“Like most people who have done it themselves: self-belief, hard work, and luck.”

“In hotels?”

He shakes his head. “No, tech stocks. I was a nerdy teenager. Started trading money on the stock market that I earned through my Saturday job at Halfords. Then I reinvested it and reinvested it. When I got to a hundred thousand, I told my dad and ...” He shakes his head, and a dimple on his right cheek appears. It makes him look younger than he normally does. “He completely freaked out. He’d opened the trading account for me because I’d been bugging him about it. He knew I had less than a hundred pounds, so didn’t worry too much—thought it would teach me a lesson about not spending what I couldn’t afford to lose. I’d started with ninety-two pounds.”

“How old were you?”

“Seventeen. It didn’t seem like a big deal at the time. Looking back, I was so precocious.”

“A hundred thousand pounds is a lot of money for a seventeen-year-old.” I could barely remember seventeen. Those first few years without my mom are all a blur.

“I’d made a million by my eighteenth birthday.”

“Wow,” I say. “That’s impressive.”

He shrugs. “What about you? What’s the Daniel De Luca thing all about? Are you one of those crazies who hang around his film sets and try to break into his hotel room when he’s traveling?”

I smile. I suppose it must look like I’m obsessed with DDL. My fourteen-year-old self most definitely was.

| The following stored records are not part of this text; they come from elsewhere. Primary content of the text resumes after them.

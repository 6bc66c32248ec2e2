//! JWT access-token generation and validation.
//!
//! Access tokens are HS256-signed JWTs containing a [`Claims`] payload.
//! The tenant (`company_id`) and role travel in the token so every request
//! can be scoped without a user lookup.

use jsonwebtoken::{decode, encode, DecodingKey, EncodingKey, Header, Validation};
use serde::{Deserialize, Serialize};
use uuid::Uuid;

use callsheet_core::roles::Role;
use callsheet_core::types::DbId;

/// JWT claims embedded in every access token.
#[derive(Debug, Serialize, Deserialize, Clone)]
pub struct Claims {
    /// Subject -- the user's internal database id.
    pub sub: DbId,
    /// The user's company (tenant) id.
    pub company_id: DbId,
    /// The user's role name (e.g. `"admin"`, `"producer"`, `"viewer"`).
    pub role: String,
    /// Expiration time (UTC Unix timestamp).
    pub exp: i64,
    /// Issued-at time (UTC Unix timestamp).
    pub iat: i64,
    /// Unique token identifier (UUID v4) for revocation / audit.
    pub jti: String,
}

/// Configuration for JWT token generation and validation.
#[derive(Debug, Clone)]
pub struct JwtConfig {
    /// HMAC-SHA256 secret used to sign and verify tokens.
    pub secret: String,
    /// Access token lifetime in minutes (default: 60).
    pub access_token_expiry_mins: i64,
}

/// Default access token expiry in minutes.
const DEFAULT_ACCESS_EXPIRY_MINS: i64 = 60;

impl JwtConfig {
    /// Load JWT configuration from environment variables.
    ///
    /// | Env Var                  | Required | Default |
    /// |--------------------------|----------|---------|
    /// | `JWT_SECRET`             | **yes**  | --      |
    /// | `JWT_ACCESS_EXPIRY_MINS` | no       | `60`    |
    ///
    /// # Panics
    ///
    /// Panics if `JWT_SECRET` is not set or is empty.
    pub fn from_env() -> Self {
        let secret =
            std::env::var("JWT_SECRET").expect("JWT_SECRET must be set in the environment");
        assert!(!secret.is_empty(), "JWT_SECRET must not be empty");

        let access_token_expiry_mins: i64 = std::env::var("JWT_ACCESS_EXPIRY_MINS")
            .unwrap_or_else(|_| DEFAULT_ACCESS_EXPIRY_MINS.to_string())
            .parse()
            .expect("JWT_ACCESS_EXPIRY_MINS must be a valid i64");

        Self {
            secret,
            access_token_expiry_mins,
        }
    }
}

/// Generate an HS256 access token for the given user.
pub fn generate_access_token(
    user_id: DbId,
    company_id: DbId,
    role: Role,
    config: &JwtConfig,
) -> Result<String, jsonwebtoken::errors::Error> {
    let now = chrono::Utc::now().timestamp();
    let exp = now + config.access_token_expiry_mins * 60;

    let claims = Claims {
        sub: user_id,
        company_id,
        role: role.as_str().to_string(),
        exp,
        iat: now,
        jti: Uuid::new_v4().to_string(),
    };

    encode(
        &Header::default(), // HS256
        &claims,
        &EncodingKey::from_secret(config.secret.as_bytes()),
    )
}

/// Validate and decode an access token, returning the embedded [`Claims`].
///
/// Validates the signature, expiration, and issued-at claims automatically.
pub fn validate_token(
    token: &str,
    config: &JwtConfig,
) -> Result<Claims, jsonwebtoken::errors::Error> {
    let token_data = decode::<Claims>(
        token,
        &DecodingKey::from_secret(config.secret.as_bytes()),
        &Validation::default(), // HS256, validates exp
    )?;
    Ok(token_data.claims)
}
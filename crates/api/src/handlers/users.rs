//! Handlers for the `/users` resource. Admin-only account management
//! within the caller's company.

use axum::extract::State;
use axum::http::StatusCode;
use axum::response::IntoResponse;
use axum::Json;
use serde::Deserialize;

use callsheet_core::roles::Role;
use callsheet_core::validation::{validate_email, validate_password};
use callsheet_db::models::user::{CreateUser, UserProfile};
use callsheet_db::repositories::UserRepo;

use crate::auth::password::hash_password;
use crate::error::{AppError, AppResult};
use crate::middleware::rbac::RequireManageUsers;
use crate::response::DataResponse;
use crate::state::AppState;

/// Request body for `POST /users`.
#[derive(Debug, Deserialize)]
pub struct CreateUserRequest {
    pub email: String,
    pub password: String,
    pub name: String,
    /// Defaults to `viewer` if omitted. Unknown names are rejected.
    pub role: Option<String>,
}

/// GET /users
///
/// List the company's users.
pub async fn list(
    RequireManageUsers(auth): RequireManageUsers,
    State(state): State<AppState>,
) -> AppResult<impl IntoResponse> {
    let users = UserRepo::list_by_company(&state.pool, auth.company_id).await?;
    let profiles: Vec<UserProfile> = users.into_iter().map(UserProfile::from).collect();
    Ok(Json(DataResponse { data: profiles }))
}

/// POST /users
///
/// Create a user in the caller's company. The plaintext password is hashed
/// here; repositories only ever see the hash. A duplicate email surfaces as
/// a 409 via the unique constraint.
pub async fn create(
    RequireManageUsers(auth): RequireManageUsers,
    State(state): State<AppState>,
    Json(input): Json<CreateUserRequest>,
) -> AppResult<impl IntoResponse> {
    validate_email(&input.email).map_err(AppError::BadRequest)?;
    validate_password(&input.password).map_err(AppError::BadRequest)?;
    let role = input
        .role
        .as_deref()
        .map(Role::parse)
        .transpose()
        .map_err(AppError::BadRequest)?;

    let password_hash = hash_password(&input.password)
        .map_err(|e| AppError::InternalError(format!("Password hashing error: {e}")))?;

    let user = UserRepo::create(
        &state.pool,
        &CreateUser {
            company_id: auth.company_id,
            email: input.email,
            password_hash,
            name: input.name,
            role: role.map(|r| r.as_str().to_string()),
        },
    )
    .await?;

    tracing::info!(
        user_id = auth.user_id,
        created_user_id = user.id,
        "User created"
    );
    Ok((
        StatusCode::CREATED,
        Json(DataResponse {
            data: UserProfile::from(user),
        }),
    ))
}
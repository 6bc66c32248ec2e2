//! Show (production) model and DTOs.

use serde::{Deserialize, Serialize};
use sqlx::FromRow;

use callsheet_core::types::{DbId, Timestamp};

/// A row from the `shows` table.
#[derive(Debug, Clone, FromRow, Serialize)]
pub struct Show {
    pub id: DbId,
    pub company_id: DbId,
    pub title: String,
    pub description: Option<String>,
    pub created_at: Timestamp,
    pub updated_at: Timestamp,
}

/// DTO for creating a new show.
#[derive(Debug, Clone, Deserialize)]
pub struct CreateShow {
    pub title: String,
    pub description: Option<String>,
}

/// DTO for updating a show. All fields optional.
#[derive(Debug, Clone, Deserialize)]
pub struct UpdateShow {
    pub title: Option<String>,
    pub description: Option<String>,
}
//! Handlers for the `/scenes` resource.
//!
//! Create and update persist first, then run the conflict scanner against
//! the saved state. Conflicts never block the save; the response carries
//! them so the UI can warn and let the user keep or revise the schedule.

use axum::extract::{Path, Query, State};
use axum::http::StatusCode;
use axum::response::IntoResponse;
use axum::Json;
use serde::Serialize;

use callsheet_core::conflicts::ConflictReport;
use callsheet_core::error::CoreError;
use callsheet_core::types::DbId;
use callsheet_core::validation::{validate_duration_minutes, validate_scene_number, validate_title};
use callsheet_db::models::scene::{CreateScene, Scene, UpdateScene};
use callsheet_db::repositories::SceneRepo;

use crate::error::{AppError, AppResult};
use crate::handlers::conflicts::scan_scene;
use crate::middleware::rbac::{RequireManageScenes, RequireViewSchedule};
use crate::response::DataResponse;
use crate::state::AppState;

/// Query parameters for listing scenes.
#[derive(Debug, serde::Deserialize)]
pub struct SceneListParams {
    pub show_id: Option<DbId>,
}

/// Mutation response: the saved scene plus its conflict report.
#[derive(Debug, Serialize)]
pub struct SceneWithConflicts {
    #[serde(flatten)]
    pub scene: Scene,
    pub conflicts: ConflictReport,
}

fn validate_create(input: &CreateScene) -> Result<(), AppError> {
    validate_scene_number(&input.scene_number).map_err(AppError::BadRequest)?;
    validate_title(&input.title).map_err(AppError::BadRequest)?;
    if let Some(minutes) = input.duration_minutes {
        validate_duration_minutes(minutes).map_err(AppError::BadRequest)?;
    }
    Ok(())
}

fn validate_update(input: &UpdateScene) -> Result<(), AppError> {
    if let Some(ref scene_number) = input.scene_number {
        validate_scene_number(scene_number).map_err(AppError::BadRequest)?;
    }
    if let Some(ref title) = input.title {
        validate_title(title).map_err(AppError::BadRequest)?;
    }
    if let Some(minutes) = input.duration_minutes {
        validate_duration_minutes(minutes).map_err(AppError::BadRequest)?;
    }
    Ok(())
}

/// GET /scenes?show_id=
///
/// List the company's scenes, optionally restricted to one show.
pub async fn list(
    RequireViewSchedule(auth): RequireViewSchedule,
    State(state): State<AppState>,
    Query(params): Query<SceneListParams>,
) -> AppResult<impl IntoResponse> {
    let scenes = SceneRepo::list(&state.pool, auth.company_id, params.show_id).await?;
    Ok(Json(DataResponse { data: scenes }))
}

/// GET /scenes/{id}
pub async fn get_by_id(
    RequireViewSchedule(auth): RequireViewSchedule,
    State(state): State<AppState>,
    Path(id): Path<DbId>,
) -> AppResult<impl IntoResponse> {
    let scene = SceneRepo::find_by_id(&state.pool, auth.company_id, id)
        .await?
        .ok_or_else(|| AppError::Core(CoreError::NotFound { entity: "Scene", id }))?;
    Ok(Json(DataResponse { data: scene }))
}

/// POST /scenes
///
/// Create a scene, then report conflicts against the saved state. The
/// write has already committed by the time conflicts come back.
pub async fn create(
    RequireManageScenes(auth): RequireManageScenes,
    State(state): State<AppState>,
    Json(input): Json<CreateScene>,
) -> AppResult<impl IntoResponse> {
    validate_create(&input)?;

    let scene = SceneRepo::create(&state.pool, auth.company_id, &input).await?;
    let conflicts = scan_scene(&state.pool, &scene).await?;

    tracing::info!(
        user_id = auth.user_id,
        scene_id = scene.id,
        has_conflicts = conflicts.has_conflicts,
        "Scene created"
    );

    Ok((
        StatusCode::CREATED,
        Json(DataResponse {
            data: SceneWithConflicts { scene, conflicts },
        }),
    ))
}

/// PUT /scenes/{id}
///
/// Update a scene, then report conflicts against the saved state.
pub async fn update(
    RequireManageScenes(auth): RequireManageScenes,
    State(state): State<AppState>,
    Path(id): Path<DbId>,
    Json(input): Json<UpdateScene>,
) -> AppResult<impl IntoResponse> {
    validate_update(&input)?;

    let scene = SceneRepo::update(&state.pool, auth.company_id, id, &input)
        .await?
        .ok_or_else(|| AppError::Core(CoreError::NotFound { entity: "Scene", id }))?;
    let conflicts = scan_scene(&state.pool, &scene).await?;

    tracing::info!(
        user_id = auth.user_id,
        scene_id = scene.id,
        has_conflicts = conflicts.has_conflicts,
        "Scene updated"
    );

    Ok(Json(DataResponse {
        data: SceneWithConflicts { scene, conflicts },
    }))
}

/// DELETE /scenes/{id}/schedule
///
/// Return a scene to unscheduled. An unscheduled scene cannot conflict, so
/// the report in the response is empty by construction.
pub async fn clear_schedule(
    RequireManageScenes(auth): RequireManageScenes,
    State(state): State<AppState>,
    Path(id): Path<DbId>,
) -> AppResult<impl IntoResponse> {
    let scene = SceneRepo::clear_schedule(&state.pool, auth.company_id, id)
        .await?
        .ok_or_else(|| AppError::Core(CoreError::NotFound { entity: "Scene", id }))?;
    let conflicts = scan_scene(&state.pool, &scene).await?;

    tracing::info!(user_id = auth.user_id, scene_id = scene.id, "Scene unscheduled");
    Ok(Json(DataResponse {
        data: SceneWithConflicts { scene, conflicts },
    }))
}

/// DELETE /scenes/{id}
pub async fn delete(
    RequireManageScenes(auth): RequireManageScenes,
    State(state): State<AppState>,
    Path(id): Path<DbId>,
) -> AppResult<impl IntoResponse> {
    let deleted = SceneRepo::delete(&state.pool, auth.company_id, id).await?;
    if !deleted {
        return Err(AppError::Core(CoreError::NotFound { entity: "Scene", id }));
    }

    tracing::info!(user_id = auth.user_id, scene_id = id, "Scene deleted");
    Ok(StatusCode::NO_CONTENT)
}
use std::net::SocketAddr;
use std::sync::Arc;

use tracing_subscriber::{layer::SubscriberExt, util::SubscriberInitExt};

use callsheet_api::config::ServerConfig;
use callsheet_api::router::build_app_router;
use callsheet_api::state::AppState;

#[tokio::main]
async fn main() {
    dotenvy::dotenv().ok();

    // --- Tracing ---
    tracing_subscriber::registry()
        .with(
            tracing_subscriber::EnvFilter::try_from_default_env()
                .unwrap_or_else(|_| "callsheet_api=debug,tower_http=debug".into()),
        )
        .with(tracing_subscriber::fmt::layer())
        .init();

    // --- Configuration ---
    let config = ServerConfig::from_env();
    tracing::info!(host = %config.host, port = %config.port, "Loaded server configuration");

    // --- Database ---
    let database_url = std::env::var("DATABASE_URL").expect("DATABASE_URL must be set");

    let pool = callsheet_db::create_pool(&database_url)
        .await
        .expect("Failed to connect to database");
    tracing::info!("Database connection pool created");

    callsheet_db::health_check(&pool)
        .await
        .expect("Database health check failed");
    tracing::info!("Database health check passed");

    callsheet_db::run_migrations(&pool)
        .await
        .expect("Failed to run database migrations");
    tracing::info!("Database migrations applied");

    // --- App state & router ---
    let state = AppState {
        pool,
        config: Arc::new(config.clone()),
    };
    let app = build_app_router(state, &config);

    // --- Start server ---
    let addr = SocketAddr::new(
        config.host.parse().expect("Invalid HOST address"),
        config.port,
    );
    tracing::info!(%addr, "Starting server");

    let listener = tokio::net::TcpListener::bind(addr)
        .await
        .expect("Failed to bind to address");

    axum::serve(listener, app)
        .with_graceful_shutdown(shutdown_signal())
        .await
        .expect("Server error");

    tracing::info!("Graceful shutdown complete");
}

/// Wait for a termination signal to initiate graceful shutdown.
///
/// Handles both SIGINT (Ctrl-C) and SIGTERM (on Unix) so the server
/// shuts down cleanly whether stopped interactively or by a process
/// manager (e.g. systemd, Docker, Kubernetes).
async fn shutdown_signal() {
    let ctrl_c = async {
        tokio::signal::ctrl_c()
            .await
            .expect("Failed to install Ctrl-C handler");
    };

    #[cfg(unix)]
    let terminate = async {
        tokio::signal::unix::signal(tokio::signal::unix::SignalKind::terminate())
            .expect("Failed to install SIGTERM handler")
            .recv()
            .await;
    };

    #[cfg(not(unix))]
    let terminate = std::future::pending::<()>();

    tokio::select! {
        () = ctrl_c => {
            tracing::info!("Received SIGINT (Ctrl-C), starting graceful shutdown");
        }
        () = terminate => {
            tracing::info!("Received SIGTERM, starting graceful shutdown");
        }
    }
}
//! HTTP-level integration tests for the `/scenes` resource.
//!
//! Uses Axum's tower::ServiceExt to send requests directly to the router.
//! Scene create/update responses embed the conflict report computed against
//! the saved state; the save itself always commits first.

mod common;

use axum::http::StatusCode;
use common::{
    assert_error, body_json, build_test_app, delete_auth, get_auth, post_json_auth,
    put_json_auth, seed_user,
};
use callsheet_core::roles::Role;
use sqlx::PgPool;

fn scene_body(
    number: &str,
    start: Option<&str>,
    minutes: Option<i64>,
    actors: &[i64],
) -> serde_json::Value {
    serde_json::json!({
        "scene_number": number,
        "title": format!("Scene {number}"),
        "scheduled_time": start,
        "duration_minutes": minutes,
        "assigned_actors": actors,
    })
}

// ---------------------------------------------------------------------------
// Test: creating a lone scene reports no conflicts
// ---------------------------------------------------------------------------

#[sqlx::test(migrations = "../db/migrations")]
async fn create_scene_without_conflicts(pool: PgPool) {
    let user = seed_user(&pool, Role::Producer).await;

    let app = build_test_app(pool);
    let response = post_json_auth(
        app,
        "/api/v1/scenes",
        &user.token,
        scene_body("1A", Some("2026-03-14T09:00:00Z"), Some(60), &[1, 2]),
    )
    .await;
    assert_eq!(response.status(), StatusCode::CREATED);

    let json = body_json(response).await;
    assert_eq!(json["data"]["scene_number"], "1A");
    assert_eq!(json["data"]["conflicts"]["has_conflicts"], false);
    assert_eq!(
        json["data"]["conflicts"]["conflicts"].as_array().unwrap().len(),
        0
    );
}

// ---------------------------------------------------------------------------
// Test: overlapping scene with shared cast reports a resource conflict,
// and the save still commits
// ---------------------------------------------------------------------------

#[sqlx::test(migrations = "../db/migrations")]
async fn overlapping_scene_reports_resource_conflict(pool: PgPool) {
    let user = seed_user(&pool, Role::Producer).await;

    let app = build_test_app(pool.clone());
    let first = body_json(
        post_json_auth(
            app,
            "/api/v1/scenes",
            &user.token,
            scene_body("1A", Some("2026-03-14T09:00:00Z"), Some(60), &[1, 2]),
        )
        .await,
    )
    .await;
    let first_id = first["data"]["id"].as_i64().unwrap();

    // 09:30 start overlaps 09:00-10:00; actor 2 is shared.
    let app = build_test_app(pool.clone());
    let response = post_json_auth(
        app,
        "/api/v1/scenes",
        &user.token,
        scene_body("2B", Some("2026-03-14T09:30:00Z"), Some(60), &[2, 3]),
    )
    .await;
    assert_eq!(response.status(), StatusCode::CREATED);

    let json = body_json(response).await;
    let conflicts = json["data"]["conflicts"]["conflicts"].as_array().unwrap();
    assert_eq!(json["data"]["conflicts"]["has_conflicts"], true);
    assert_eq!(conflicts.len(), 1);
    assert_eq!(conflicts[0]["conflicting_scene_id"].as_i64().unwrap(), first_id);
    assert_eq!(conflicts[0]["conflict_type"], "resource");
    assert_eq!(conflicts[0]["conflicting_resources"], serde_json::json!([2]));

    // The conflicted save committed anyway: both scenes exist.
    let app = build_test_app(pool);
    let listing = body_json(get_auth(app, "/api/v1/scenes", &user.token).await).await;
    assert_eq!(listing["data"].as_array().unwrap().len(), 2);
}

// ---------------------------------------------------------------------------
// Test: overlap without shared personnel is a plain time conflict
// ---------------------------------------------------------------------------

#[sqlx::test(migrations = "../db/migrations")]
async fn overlap_without_shared_people_is_time_conflict(pool: PgPool) {
    let user = seed_user(&pool, Role::Producer).await;

    let app = build_test_app(pool.clone());
    post_json_auth(
        app,
        "/api/v1/scenes",
        &user.token,
        scene_body("1A", Some("2026-03-14T09:00:00Z"), Some(60), &[1, 2]),
    )
    .await;

    let app = build_test_app(pool);
    let json = body_json(
        post_json_auth(
            app,
            "/api/v1/scenes",
            &user.token,
            scene_body("2B", Some("2026-03-14T09:30:00Z"), Some(60), &[3, 4]),
        )
        .await,
    )
    .await;

    let conflicts = json["data"]["conflicts"]["conflicts"].as_array().unwrap();
    assert_eq!(conflicts.len(), 1);
    assert_eq!(conflicts[0]["conflict_type"], "time");
    assert_eq!(
        conflicts[0]["conflicting_resources"].as_array().unwrap().len(),
        0
    );
}

// ---------------------------------------------------------------------------
// Test: back-to-back scenes do not conflict (half-open intervals)
// ---------------------------------------------------------------------------

#[sqlx::test(migrations = "../db/migrations")]
async fn touching_scenes_do_not_conflict(pool: PgPool) {
    let user = seed_user(&pool, Role::Producer).await;

    let app = build_test_app(pool.clone());
    post_json_auth(
        app,
        "/api/v1/scenes",
        &user.token,
        scene_body("1A", Some("2026-03-14T09:00:00Z"), Some(60), &[1]),
    )
    .await;

    // Starts at 10:00 exactly as the first ends.
    let app = build_test_app(pool);
    let json = body_json(
        post_json_auth(
            app,
            "/api/v1/scenes",
            &user.token,
            scene_body("2B", Some("2026-03-14T10:00:00Z"), Some(30), &[1]),
        )
        .await,
    )
    .await;
    assert_eq!(json["data"]["conflicts"]["has_conflicts"], false);
}

// ---------------------------------------------------------------------------
// Test: updating a scene never conflicts with itself
// ---------------------------------------------------------------------------

#[sqlx::test(migrations = "../db/migrations")]
async fn update_excludes_own_scene(pool: PgPool) {
    let user = seed_user(&pool, Role::Producer).await;

    let app = build_test_app(pool.clone());
    let created = body_json(
        post_json_auth(
            app,
            "/api/v1/scenes",
            &user.token,
            scene_body("1A", Some("2026-03-14T09:00:00Z"), Some(60), &[1]),
        )
        .await,
    )
    .await;
    let scene_id = created["data"]["id"].as_i64().unwrap();

    let app = build_test_app(pool);
    let json = body_json(
        put_json_auth(
            app,
            &format!("/api/v1/scenes/{scene_id}"),
            &user.token,
            serde_json::json!({ "title": "Renamed" }),
        )
        .await,
    )
    .await;
    assert_eq!(json["data"]["title"], "Renamed");
    assert_eq!(json["data"]["conflicts"]["has_conflicts"], false);
}

// ---------------------------------------------------------------------------
// Test: unscheduled scenes save cleanly and never conflict
// ---------------------------------------------------------------------------

#[sqlx::test(migrations = "../db/migrations")]
async fn unscheduled_scene_never_conflicts(pool: PgPool) {
    let user = seed_user(&pool, Role::Producer).await;

    let app = build_test_app(pool.clone());
    post_json_auth(
        app,
        "/api/v1/scenes",
        &user.token,
        scene_body("1A", Some("2026-03-14T09:00:00Z"), Some(480), &[1]),
    )
    .await;

    // Same cast, no schedule: no conflict possible.
    let app = build_test_app(pool);
    let json = body_json(
        post_json_auth(
            app,
            "/api/v1/scenes",
            &user.token,
            scene_body("2B", None, None, &[1]),
        )
        .await,
    )
    .await;
    assert_eq!(json["data"]["conflicts"]["has_conflicts"], false);
}

// ---------------------------------------------------------------------------
// Test: a scene can be returned to unscheduled
// ---------------------------------------------------------------------------

#[sqlx::test(migrations = "../db/migrations")]
async fn clearing_schedule_returns_scene_to_unscheduled(pool: PgPool) {
    let user = seed_user(&pool, Role::Producer).await;

    // Two overlapping scenes sharing actor 1.
    let app = build_test_app(pool.clone());
    let first = body_json(
        post_json_auth(
            app,
            "/api/v1/scenes",
            &user.token,
            scene_body("1A", Some("2026-03-14T09:00:00Z"), Some(60), &[1]),
        )
        .await,
    )
    .await;
    let first_id = first["data"]["id"].as_i64().unwrap();

    let app = build_test_app(pool.clone());
    let second = body_json(
        post_json_auth(
            app,
            "/api/v1/scenes",
            &user.token,
            scene_body("2B", Some("2026-03-14T09:30:00Z"), Some(60), &[1]),
        )
        .await,
    )
    .await;
    assert_eq!(second["data"]["conflicts"]["has_conflicts"], true);
    let second_id = second["data"]["id"].as_i64().unwrap();

    // COALESCE updates cannot null a field, so unscheduling has its own
    // endpoint.
    let app = build_test_app(pool.clone());
    let response = delete_auth(
        app,
        &format!("/api/v1/scenes/{second_id}/schedule"),
        &user.token,
    )
    .await;
    assert_eq!(response.status(), StatusCode::OK);
    let json = body_json(response).await;
    assert!(json["data"]["scheduled_time"].is_null());
    assert_eq!(json["data"]["conflicts"]["has_conflicts"], false);

    // The former partner no longer conflicts either.
    let app = build_test_app(pool);
    let report = body_json(
        post_json_auth(
            app,
            &format!("/api/v1/scenes/{first_id}/conflicts"),
            &user.token,
            serde_json::json!({}),
        )
        .await,
    )
    .await;
    assert_eq!(report["data"]["has_conflicts"], false);
}

// ---------------------------------------------------------------------------
// Test: validation failures are 400s
// ---------------------------------------------------------------------------

#[sqlx::test(migrations = "../db/migrations")]
async fn invalid_scene_input_rejected(pool: PgPool) {
    let user = seed_user(&pool, Role::Producer).await;

    let app = build_test_app(pool.clone());
    let response = post_json_auth(
        app,
        "/api/v1/scenes",
        &user.token,
        scene_body("", Some("2026-03-14T09:00:00Z"), Some(60), &[]),
    )
    .await;
    assert_error(response, StatusCode::BAD_REQUEST, "BAD_REQUEST").await;

    let app = build_test_app(pool);
    let response = post_json_auth(
        app,
        "/api/v1/scenes",
        &user.token,
        scene_body("1A", Some("2026-03-14T09:00:00Z"), Some(0), &[]),
    )
    .await;
    assert_error(response, StatusCode::BAD_REQUEST, "BAD_REQUEST").await;
}

// ---------------------------------------------------------------------------
// Test: viewers cannot mutate scenes
// ---------------------------------------------------------------------------

#[sqlx::test(migrations = "../db/migrations")]
async fn viewer_cannot_create_scene(pool: PgPool) {
    let viewer = seed_user(&pool, Role::Viewer).await;

    let app = build_test_app(pool);
    let response = post_json_auth(
        app,
        "/api/v1/scenes",
        &viewer.token,
        scene_body("1A", None, None, &[]),
    )
    .await;
    assert_error(response, StatusCode::FORBIDDEN, "FORBIDDEN").await;
}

Thankfully I don’t have to begin to explain because Edward returns with a large tray, placing our conversation on temporary hold. How strange that we’re about to pick out engagement rings, yet this guy doesn’t know much about me other than my coffee order. That’s going to have to change over the next few days.

Edward places the tray on the low table and starts to take us through the various settings and stones.

“Which one do you like?” Ben asks me.

There’s no ring in front of me I don’t like. They all gleam like they’re vying for my attention. I shrug. I can’t help but think back to my engagement. Jed presented me with his great-grandmother’s ring when he proposed. It was pretty enough, but it hadn’t been my choice.

“Why don’t you tell me the ones you like, and that will narrow it down,” I say. It feels wrong to be excited about all this beautiful jewelry in front of me. It’s not like I’m going to be keeping it. And it’s most important that Ben is happy. “All these feel a little overwhelming.”

Ben works methodically down the rings and picks out three. Three of the prettiest engagement rings I’ve ever seen. I might have seen bigger on the fingers of some of the wives of the people Jed worked with, but I haven’t seen nicer. I know my favorite without having to think about it.

Edward places all three on their own separate stands.

“This one’s pretty,” I say, pointing at the middle one.

“This is particularly beautiful—a yellow cushion-cut diamond in a double-halo setting,” Edward says. “Let’s try it.” He hands me the ring, and I slide it onto my left ring finger.

It looks bigger on my hand.

“I’m not sure,” I say, suddenly really uncomfortable. What the hell am I doing? I’m picking out engagement rings with a stranger. I’m here in London for work, not to pretend to be someone else.

“It’s beautiful,” Ben says. “Impressive without being gaudy, and classic without being boring.” His eyebrows are pinched together, and his expression is hard to read, almost like he expected to see something other than the ring on my finger. “I think this is the one.”

“Really?” I ask. “I’m not sure it’s me.”

He nods. “It suits you. It’s a little unusual.”

I laugh, and my anxiety ebbs away. “I’m unusual?”

“You’re definitely that,” he says. “You’re American, after all.”

“There are three hundred million of us,” I say.

“But not another one like you.”

Our eyes lock, and I can’t think of anything to say. It’s like he’s stolen the words right out of my mouth.